You’ve probably heard of dozens women who sparked movements
that would become profound, cliché, mocked and revered past anything their originators
likely imagined. I recently bought Promise Me, the memoir charting Susan G.
Komen’s story with the path of the non-profit organization. I’m still
reading it.
Susan G. Komen died a year and 20 days before I was born.
She died five years, three months and 22 days before youdownwithptc.blogspot.com’s
author was born. If you know youdownwithptc.blogspot.com’s author at all, you
probably know that 26 years after her birth, the axis of her world shifted.
She befriended me. Wills.
This, too, is a story you’ve heard before. Two college-educated Midwestern women
bump into each other over and over again in a small town. They utilize
hyperbole and sarcasm to make fun of everything they think is funny, boring or
downright horrifying. Suddenly, they find themselves explaining each other’s
jokes to people.
There also have been a few instances in which I suggested
something as a joke, she thought I was serious, and she charged forward with
such abandon that I didn’t have the heart to tell her it was a joke. (I’m sure
she’s done the same to me. In fact, I know she has. I fall for it ALMOST EVERY
TIME. It’s cool.)
Anyway, that’s not really what rocked youdownwithptc.blogspot.com’s
author’s world.
She was diagnosed with
Idiopathic Intracranial Hypertension
– which essentially means her body doesn’t absorb spinal/cranial fluid as
quickly as it should, so pressure builds up and causes all sorts of problems.
Untreated, it causes blindness. With treatment, it still causes severe
headaches.
Since then, she’s baked cookies. Started this blog. Been
interviewed by local media. Brought Rare Disease Day (which, strangely enough,
is NOT on Hallmark’s radar) to our attention. There’s been some vague talk
about a fundraising walk or Bags for Brains or something.
She’s also spent some time talking about the lack of research
focused on her disease, the lack of disease-specific medication or support
groups and why she cannot possibly have children any time soon for fear they
will be diagnosed with IIH when they are 26. Then, of course, they will hate
her.
Sometimes she feels alone. Sometimes she gets sick of
talking about her condition. Sometimes she wishes more people were talking
about her condition. I think she sometimes cries in the car.

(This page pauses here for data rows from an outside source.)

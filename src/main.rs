//! botforge: turn a chatbot configuration into a deployable project.

use anyhow::{bail, Context};
use botforge_core::{Configuration, FactorySettings, RawConfiguration, RunId};
use botforge_llm::{CancellationToken, GroqProvider, LlmProvider};
use botforge_pipeline::templates::TemplateOrigin;
use botforge_pipeline::{
    ArchitecturePlanner, CancelAck, LlmPlanner, LocalFsStore, Orchestrator, Renderer, RetryPolicy,
    RuleBasedPlanner, RunRegistry, Stage, TemplateLibrary,
};
use clap::{Args, Parser, Subcommand};
use std::path::{Path, PathBuf};
use std::sync::Arc;
use tracing::{info, warn};

#[derive(Parser)]
#[command(name = "botforge", version, about = "Chatbot project generator")]
struct Cli {
    /// Settings file (TOML); defaults apply when it does not exist
    #[arg(long, global = true, default_value = "botforge.toml")]
    settings: PathBuf,

    /// Emit logs as JSON lines
    #[arg(long, global = true)]
    log_json: bool,

    #[command(subcommand)]
    command: Commands,
}

#[derive(Args)]
struct ConfigArgs {
    /// Chatbot configuration (JSON)
    #[arg(short, long)]
    config: PathBuf,
}

#[derive(Subcommand)]
enum Commands {
    /// Generate a chatbot project into the output root
    Generate {
        #[command(flatten)]
        input: ConfigArgs,
        /// Plan with rules and render templates only; no backend calls
        #[arg(long)]
        offline: bool,
    },
    /// Print the architecture plan as JSON
    Plan {
        #[command(flatten)]
        input: ConfigArgs,
        #[arg(long)]
        offline: bool,
    },
    /// Validate a configuration and print its normalized form
    Validate {
        #[command(flatten)]
        input: ConfigArgs,
    },
    /// List template keys and where each comes from
    Templates,
    /// Print the effective settings as TOML
    Settings,
}

fn init_logging(json: bool) {
    let filter = tracing_subscriber::EnvFilter::try_from_default_env().unwrap_or_else(|_| {
        "botforge=info,botforge_pipeline=info,botforge_llm=info,botforge_core=info".into()
    });
    let builder = tracing_subscriber::fmt().with_env_filter(filter).with_writer(std::io::stderr);
    if json {
        builder.json().init();
    } else {
        builder.init();
    }
}

fn load_raw(path: &Path) -> anyhow::Result<RawConfiguration> {
    let text = std::fs::read_to_string(path).with_context(|| format!("reading {}", path.display()))?;
    RawConfiguration::from_json(&text).with_context(|| format!("parsing {}", path.display()))
}

fn load_library(settings: &FactorySettings) -> anyhow::Result<Arc<TemplateLibrary>> {
    let library = match &settings.paths.templates {
        Some(dir) => TemplateLibrary::with_overlay(dir)
            .with_context(|| format!("loading templates from {}", dir.display()))?,
        None => TemplateLibrary::builtin(),
    };
    Ok(Arc::new(library))
}

fn backend(settings: &FactorySettings) -> anyhow::Result<Arc<dyn LlmProvider>> {
    let Some(key) = settings.api_key() else {
        bail!("{} is not set (use --offline to generate without a backend)", settings.backend.api_key_env);
    };
    Ok(Arc::new(GroqProvider::new(key).with_base_url(&settings.backend.base_url)))
}

fn planner(
    settings: &FactorySettings,
    library: &Arc<TemplateLibrary>,
    offline: bool,
) -> anyhow::Result<Arc<dyn ArchitecturePlanner>> {
    if offline {
        return Ok(Arc::new(RuleBasedPlanner::new()));
    }
    let b = &settings.backend;
    let planner = LlmPlanner::new(backend(settings)?, library.clone())
        .with_retry(RetryPolicy::from_config(&settings.planner))
        .with_model(&b.model, b.temperature, b.max_tokens);
    Ok(Arc::new(planner))
}

fn renderer(settings: &FactorySettings, library: Arc<TemplateLibrary>, offline: bool) -> anyhow::Result<Renderer> {
    let renderer = Renderer::new(library);
    if offline {
        return Ok(renderer);
    }
    let b = &settings.backend;
    Ok(renderer
        .with_author(backend(settings)?, RetryPolicy::from_config(&settings.renderer))
        .with_model(&b.model, b.temperature, b.max_tokens))
}

/// Cancel before logging: tracing skips field expressions on disabled callsites.
fn interrupt(orchestrator: &Orchestrator, id: &RunId) -> CancelAck {
    let ack = orchestrator.cancel(id);
    warn!(run_id = %id, ?ack, "interrupted");
    ack
}

async fn generate(settings: FactorySettings, path: &Path, offline: bool) -> anyhow::Result<()> {
    let raw = load_raw(path)?;
    let library = load_library(&settings)?;
    let store = LocalFsStore::new(&settings.paths.output_root).with_retries(settings.orchestrator.finalize_retries);

    let orchestrator = Orchestrator::new(
        Arc::new(RunRegistry::new()),
        planner(&settings, &library, offline)?,
        Arc::new(renderer(&settings, library, offline)?),
        Arc::new(store),
        settings.orchestrator.max_concurrent_runs,
    );

    let id = orchestrator.submit(raw);
    let status = tokio::select! {
        status = orchestrator.wait(&id) => status,
        _ = tokio::signal::ctrl_c() => {
            interrupt(&orchestrator, &id);
            orchestrator.wait(&id).await
        }
    };
    let Some(status) = status else {
        bail!("run {} disappeared", id);
    };

    println!("{}", serde_json::to_string_pretty(&status)?);
    match (status.stage, &status.failure) {
        (Stage::Completed, _) => {
            if let Some(out) = &status.output_path {
                info!(run_id = %id, path = %out.display(), "done");
            }
            Ok(())
        }
        (_, Some(failure)) => bail!("run {} failed at {}: {}", id, failure.stage, failure.reason),
        (stage, None) => bail!("run {} ended in {}", id, stage),
    }
}

async fn plan(settings: FactorySettings, path: &Path, offline: bool) -> anyhow::Result<()> {
    let raw = load_raw(path)?;
    let config = Configuration::validate(&raw)?;
    let library = load_library(&settings)?;
    let planner = planner(&settings, &library, offline)?;

    let (result, attempts) = planner.plan_with_attempts(&config, &CancellationToken::new()).await;
    let plan = result.with_context(|| format!("planning failed after {} attempts", attempts))?;
    println!("{}", serde_json::to_string_pretty(&plan)?);
    Ok(())
}

fn templates(settings: &FactorySettings) -> anyhow::Result<()> {
    let library = load_library(settings)?;
    for key in library.keys() {
        let origin = match library.origin(key) {
            Some(TemplateOrigin::Overlay(p)) => p.display().to_string(),
            _ => "built-in".to_string(),
        };
        println!("{:<40} {}", key.to_string(), origin);
    }
    Ok(())
}

#[tokio::main]
async fn main() -> anyhow::Result<()> {
    let cli = Cli::parse();
    init_logging(cli.log_json);
    let settings = FactorySettings::load_or_default(&cli.settings)?;

    match cli.command {
        Commands::Generate { input, offline } => generate(settings, &input.config, offline).await?,
        Commands::Plan { input, offline } => plan(settings, &input.config, offline).await?,
        Commands::Validate { input } => {
            let config = Configuration::validate(&load_raw(&input.config)?)?;
            println!("{}", serde_json::to_string_pretty(&config)?);
        }
        Commands::Templates => templates(&settings)?,
        Commands::Settings => print!("{}", settings.to_toml()),
    }

    Ok(())
}

#[cfg(test)]
mod tests {
    use super::*;
    use botforge_llm::{ScriptStep, ScriptedProvider};
    use botforge_pipeline::FailureStage;
    use std::time::Duration;

    #[tokio::test]
    async fn interrupt_cancels_with_logging_disabled() {
        // No subscriber is installed, so every tracing callsite is disabled.
        let root = tempfile::tempdir().unwrap();
        let author: Arc<dyn LlmProvider> = Arc::new(ScriptedProvider::constant(ScriptStep::Hang));
        let retry = RetryPolicy { attempt_timeout: Duration::from_secs(30), ..RetryPolicy::default() };
        let renderer = Renderer::new(Arc::new(TemplateLibrary::builtin())).with_author(author, retry);
        let orchestrator = Orchestrator::new(
            Arc::new(RunRegistry::new()),
            Arc::new(RuleBasedPlanner::new().with_authored_readme(true)),
            Arc::new(renderer),
            Arc::new(LocalFsStore::new(root.path())),
            1,
        );

        let id = orchestrator.submit(RawConfiguration {
            name: Some("Support Bot".into()),
            chatbot_type: Some("customer_support".into()),
            ..Default::default()
        });
        let mut rx = orchestrator.registry().subscribe(&id).unwrap();
        rx.wait_for(|r| r.stage == Stage::Rendering).await.unwrap();

        assert_eq!(interrupt(&orchestrator, &id), CancelAck::Accepted);
        let status = tokio::time::timeout(Duration::from_secs(5), orchestrator.wait(&id))
            .await
            .expect("cancelled run should finish")
            .unwrap();
        assert_eq!(status.failure.unwrap().stage, FailureStage::Cancelled);
    }
}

I, too, have had a few quiet moments when tears trickled
down my cheeks on her behalf. Empathy is like that: You know you truly care
about someone when it hurts you to see her hurt. And, well, damn, it’s
different from the empathy you feel for people on TV or in news articles.

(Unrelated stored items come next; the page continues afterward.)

//! Bounded retry with exponential backoff, per-attempt timeout and cancellation.

use botforge_core::settings::RetryConfig;
use std::future::Future;
use std::time::Duration;
use tokio_util::sync::CancellationToken;
use tracing::warn;

/// Errors a [`RetryPolicy`] knows how to classify.
pub trait Retryable: Sized {
    fn is_retryable(&self) -> bool;
    fn timed_out(after: Duration) -> Self;
    fn cancelled() -> Self;
}

#[derive(Clone, Debug)]
pub struct RetryPolicy {
    /// Retries after the first attempt.
    pub max_retries: u32,
    pub base_delay: Duration,
    pub attempt_timeout: Duration,
}

impl Default for RetryPolicy {
    fn default() -> Self {
        Self::from_config(&RetryConfig::default())
    }
}

impl RetryPolicy {
    pub fn from_config(config: &RetryConfig) -> Self {
        Self {
            max_retries: config.max_retries,
            base_delay: config.base_delay(),
            attempt_timeout: config.attempt_timeout(),
        }
    }

    pub fn max_attempts(&self) -> u32 {
        self.max_retries + 1
    }

    /// Delay before retry number `attempt + 1`; doubles up to 2^5 times the base.
    pub fn backoff_delay(&self, attempt: u32) -> Duration {
        let multiplier = 2u32.pow(attempt.min(5));
        self.base_delay.saturating_mul(multiplier)
    }

    /// Run `op` until it succeeds, fails fatally, runs out of attempts, or is cancelled.
    /// Returns the outcome together with the number of attempts made.
    pub async fn run<T, E, F, Fut>(
        &self,
        label: &str,
        cancel: &CancellationToken,
        mut op: F,
    ) -> (Result<T, E>, u32)
    where
        E: Retryable + std::fmt::Display,
        F: FnMut(u32) -> Fut,
        Fut: Future<Output = Result<T, E>>,
    {
        let mut attempts = 0;
        loop {
            if cancel.is_cancelled() {
                return (Err(E::cancelled()), attempts);
            }
            let attempt = attempts;
            attempts += 1;

            let outcome = tokio::select! {
                r = tokio::time::timeout(self.attempt_timeout, op(attempt)) => match r {
                    Ok(result) => result,
                    Err(_) => Err(E::timed_out(self.attempt_timeout)),
                },
                _ = cancel.cancelled() => return (Err(E::cancelled()), attempts),
            };

            let err = match outcome {
                Ok(value) => return (Ok(value), attempts),
                Err(e) => e,
            };
            if !err.is_retryable() || attempt >= self.max_retries {
                return (Err(err), attempts);
            }

            let delay = self.backoff_delay(attempt);
            warn!(label, attempt = attempts, error = %err, delay_ms = delay.as_millis() as u64, "attempt failed, retrying");
            tokio::select! {
                _ = tokio::time::sleep(delay) => {}
                _ = cancel.cancelled() => return (Err(E::cancelled()), attempts),
            }
        }
    }
}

She doesn’t occupy the same state as Bridget, or the same
decade as Susan G. Komen. I don’t believe she has a sister, and I’m not sure
how seriously anyone should take her brother’s promises.
What I do know is this: She won’t be the last person
diagnosed with something weird, painful, and annoying, and she won’t be the
last person to declare – as she did on Feb. 23 – that she was going to make
sure some relatively unknown disease becomes as well known as cancer.

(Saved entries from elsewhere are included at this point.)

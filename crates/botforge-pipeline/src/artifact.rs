//! Generated artifact tree: relative path -> rendered file.

use botforge_core::FileKind;
use std::collections::btree_map::{self, BTreeMap};

#[derive(Clone, Debug, PartialEq, Eq)]
pub struct GeneratedFile {
    pub kind: FileKind,
    /// Template wiring key (or packaging source) the file came from.
    pub wiring: String,
    pub content: Vec<u8>,
}

impl GeneratedFile {
    pub fn new(kind: FileKind, wiring: impl Into<String>, content: impl Into<Vec<u8>>) -> Self {
        Self { kind, wiring: wiring.into(), content: content.into() }
    }

    pub fn size(&self) -> u64 {
        self.content.len() as u64
    }

    pub fn text(&self) -> Option<&str> {
        std::str::from_utf8(&self.content).ok()
    }
}

/// Ordered so that writing and listing are deterministic.
#[derive(Clone, Debug, Default, PartialEq, Eq)]
pub struct ArtifactTree {
    files: BTreeMap<String, GeneratedFile>,
}

impl ArtifactTree {
    pub fn new() -> Self {
        Self::default()
    }

    /// Insert a file; returns the file back if the path is already taken.
    pub fn insert(&mut self, path: impl Into<String>, file: GeneratedFile) -> Result<(), GeneratedFile> {
        match self.files.entry(path.into()) {
            btree_map::Entry::Occupied(_) => Err(file),
            btree_map::Entry::Vacant(slot) => {
                slot.insert(file);
                Ok(())
            }
        }
    }

    pub fn get(&self, path: &str) -> Option<&GeneratedFile> {
        self.files.get(path)
    }

    pub fn contains(&self, path: &str) -> bool {
        self.files.contains_key(path)
    }

    pub fn paths(&self) -> impl Iterator<Item = &str> {
        self.files.keys().map(String::as_str)
    }

    pub fn iter(&self) -> impl Iterator<Item = (&str, &GeneratedFile)> {
        self.files.iter().map(|(p, f)| (p.as_str(), f))
    }

    pub fn len(&self) -> usize {
        self.files.len()
    }

    pub fn is_empty(&self) -> bool {
        self.files.is_empty()
    }

    pub fn total_bytes(&self) -> u64 {
        self.files.values().map(GeneratedFile::size).sum()
    }

    /// Expected `(path, size)` pairs, used to verify what landed on disk.
    pub fn manifest(&self) -> BTreeMap<String, u64> {
        self.files.iter().map(|(p, f)| (p.clone(), f.size())).collect()
    }
}

#[cfg(test)]
mod tests {
    use super::*;

    #[test]
    fn insert_rejects_duplicates() {
        let mut tree = ArtifactTree::new();
        tree.insert("a.py", GeneratedFile::new(FileKind::Source, "app", "x")).unwrap();
        let back = tree.insert("a.py", GeneratedFile::new(FileKind::Source, "app", "y")).unwrap_err();
        assert_eq!(back.content, b"y");
        assert_eq!(tree.get("a.py").unwrap().content, b"x");
    }

    #[test]
    fn paths_are_sorted() {
        let mut tree = ArtifactTree::new();
        for p in ["z.md", "a.py", "docs/api.md"] {
            tree.insert(p, GeneratedFile::new(FileKind::Doc, "x", "1")).unwrap();
        }
        assert_eq!(tree.paths().collect::<Vec<_>>(), vec!["a.py", "docs/api.md", "z.md"]);
        assert_eq!(tree.total_bytes(), 3);
    }
}
//! Botforge Core - Configuration model, shared types, settings, and error handling

pub mod config;
pub mod error;
pub mod settings;
pub mod types;

pub use config::*;
pub use error::{Error, Result};
pub use settings::FactorySettings;
pub use types::*;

But she’s going to do it. Or have a hell of a good time
trying.
And, from time to time, I will be there. I’ll be painting hospital
waiting room walls red (or purple). I’ll be planning luncheons to talk about
brain machines (or whatever). And for goodness sake, I’ll go ahead and say it
now: What would be more perfect to serve at Bags for Brains than Jell-O shots
molded like brains?
Keep reading. This story ain’t over yet. You haven’t heard
the last of this girl. And you’re certainly going to hear more about IIH.
Dust thou art, and unto dust shalt thou return. But thou might
as well dance in the dirt while thou art here.